SPECT reconstructed spatial resolution values (full-width half-maximum) quoted by CardiArc range from 3.6 mm (at 82 mm source-to-aperture arc distance) to 7.8 mm (at 337 mm source-to-aperture arc distance). An independent evaluation concluded that the CardiArc system appears to gain image quality by a factor of 5 to 10 when compared to the conventional dual-head camera.15 A comparison of patient imaging capabilities is shown in Figure 9-6.

Spectrum Dynamics

Spectrum Dynamics (Haifa, Israel) has manufactured a system called D-SPECT. The design and principle of its operation are shown in Figure 9-7. The patient is imaged in either a semireclining position with the left arm placed on top of the camera (see Fig. 9-7A) or in the supine position. Acquisition time as short as 2 minutes has been reported.16 This system uses pixilated CZT detector arrays (see Fig. 9-7B) mounted in nine vertical columns and placed in a 90-degree gantry geometry (see Fig. 9-7C). While CZT detectors are higher in cost, they have advantages of superior energy resolution (by a factor of approximately 1.7 at 140 keV) and compact size compared to the combination of NaI(Tl) with photomultiplier tubes of the conventional Anger camera. With D-SPECT, each detector column is fixed in a mechanical mounting, and the data acquisition is performed by rotating these multiple columns in synchrony. The photons from a given location are detected at multiple angles by multiple columns as the fields of view of the detectors are swept through the region of interest. Each column (see Fig. 9-7B) consists of an array of 1024 CZT elements (2.46 × 2.46 × 5 mm thick) arranged in a 16 × 64 element array with an approximate size of 40 × 160 mm. Each column is fitted with square parallel-hole high-sensitivity collimators, such that the dimensions of each hole are matched to the size of a single detector element. The collimators are fabricated from tungsten to eliminate the production of lead x-rays that might interfere with technetium-201 (201Tl) imaging. The collimators have a larger effective diameter than conventional low-energy high-resolution collimators used with scintillation cameras, yielding a significant gain in their geometric efficiency. The collimator has a hole length of 24.5 mm, with a 2.46-mm pitch and 2.26-mm hole diameter. The compensation for the loss in geometric spatial resolution that results from this design is accomplished by the software compensation methods. All data are collected in list mode. A proprietary Broadview iterative reconstruction algorithm based on the maximum-likelihood expectation maximization (MLEM) approach, with resolution recovery and use of the cardiac shape priors, has been developed and patented by the manufacturer.17 It allows the recovery of image resolution to 5 mm in line source experiments.

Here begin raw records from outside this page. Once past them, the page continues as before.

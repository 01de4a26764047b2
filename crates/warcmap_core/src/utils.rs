use byteorder::{LittleEndian as LE, ReadBytesExt, WriteBytesExt};
use std::io::{self, Read, Write};
use std::path::Path;

pub fn crc32(data: &[u8]) -> u32 { crc32fast::hash(data) }

/// crc32 over two slices without concatenating them.
pub fn crc32_pair(a: &[u8], b: &[u8]) -> u32 {
    let mut h = crc32fast::Hasher::new();
    h.update(a);
    h.update(b);
    h.finalize()
}

pub fn write_u64<W: Write>(w: &mut W, v: u64) -> io::Result<()> { w.write_u64::<LE>(v) }
pub fn write_u32<W: Write>(w: &mut W, v: u32) -> io::Result<()> { w.write_u32::<LE>(v) }
pub fn write_u16<W: Write>(w: &mut W, v: u16) -> io::Result<()> { w.write_u16::<LE>(v) }
pub fn read_u64<R: Read>(r: &mut R) -> io::Result<u64> { r.read_u64::<LE>() }
pub fn read_u32<R: Read>(r: &mut R) -> io::Result<u32> { r.read_u32::<LE>() }
pub fn read_u16<R: Read>(r: &mut R) -> io::Result<u16> { r.read_u16::<LE>() }

/// Writes `len u32 | bytes`.
pub fn write_chunk<W: Write>(w: &mut W, bytes: &[u8]) -> io::Result<()> {
    let len = u32::try_from(bytes.len())
        .map_err(|_| io::Error::new(io::ErrorKind::InvalidInput, "chunk longer than u32::MAX"))?;
    write_u32(w, len)?;
    w.write_all(bytes)
}

/// Reads `len u32 | bytes`; `Ok(None)` on a clean end of stream.
pub fn read_chunk<R: Read>(r: &mut R) -> io::Result<Option<Vec<u8>>> {
    let len = match read_u32(r) {
        Ok(n) => n as usize,
        Err(e) if e.kind() == io::ErrorKind::UnexpectedEof => return Ok(None),
        Err(e) => return Err(e),
    };
    let mut buf = vec![0u8; len];
    r.read_exact(&mut buf)?;
    Ok(Some(buf))
}

/// Little-endian u32 at `pos`, if in bounds.
pub fn le_u32_at(data: &[u8], pos: usize) -> Option<u32> {
    let b = data.get(pos..pos.checked_add(4)?)?;
    Some(u32::from_le_bytes(b.try_into().ok()?))
}

pub fn le_u64_at(data: &[u8], pos: usize) -> Option<u64> {
    let b = data.get(pos..pos.checked_add(8)?)?;
    Some(u64::from_le_bytes(b.try_into().ok()?))
}

#[cfg(unix)]
pub fn fsync_dir(path: &Path) -> io::Result<()> {
    use std::os::unix::fs::OpenOptionsExt;
    let dir = path.parent().unwrap_or(Path::new("."));
    let dir = if dir.as_os_str().is_empty() { Path::new(".") } else { dir };
    let f = std::fs::OpenOptions::new().read(true).custom_flags(libc::O_DIRECTORY).open(dir)?;
    f.sync_all()
}
#[cfg(not(unix))]
pub fn fsync_dir(_path: &Path) -> io::Result<()> { Ok(()) }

Data acquisition is accomplished in a two-step process. First, a 1-minute pre-scan is performed to identify the location of the region of interest. Scan limits and timings are then set for each detector column, and the final scan is performed with each detector column rotating within the limits set from the pre-scan data. This process is shown diagrammatically in Figure 9-8. This process is termed region-of-interest-centric scanning by the manufacturer, because the scan field is limited to only the myocardial region. It has not been possible to measure an absolute value of sensitivity for this system as prescribed by the National Electrical Manufacturers Association quality-control standards,18 because the sensitivity is significantly dependent on the field of view, defined individually for each patient by the pre-scan process. However, the most centrally located point has been reported to demonstrate a sensitivity of 1407 counts/μCi/min compared to the 160 to 240 counts/μCi/min range generally observed with standard cameras.19 A case example showing image quality on both D-SPECT and A-SPECT, obtained with the same isotope injection, is shown in Figure 9-9. In a recently published study, when D-SPECT was compared to A-SPECT, the myocardial count rate (with the same injection of the isotope) was 7 to 8 times higher for D-SPECT (Fig. 9-10).16 Preliminary work has shown that simultaneous dual-isotope SPECT MPI with this camera is feasible using 201Tl and technetium-99m, taking advantage of the improved energy resolution of CZT.20

image

Figure 9-10 The higher system sensitivity of the D-SPECT system is demonstrated by a significantly higher myocardial count rate (7 to 8 times), compared with conventional SPECT at stress and rest images. CPM, Counts/min.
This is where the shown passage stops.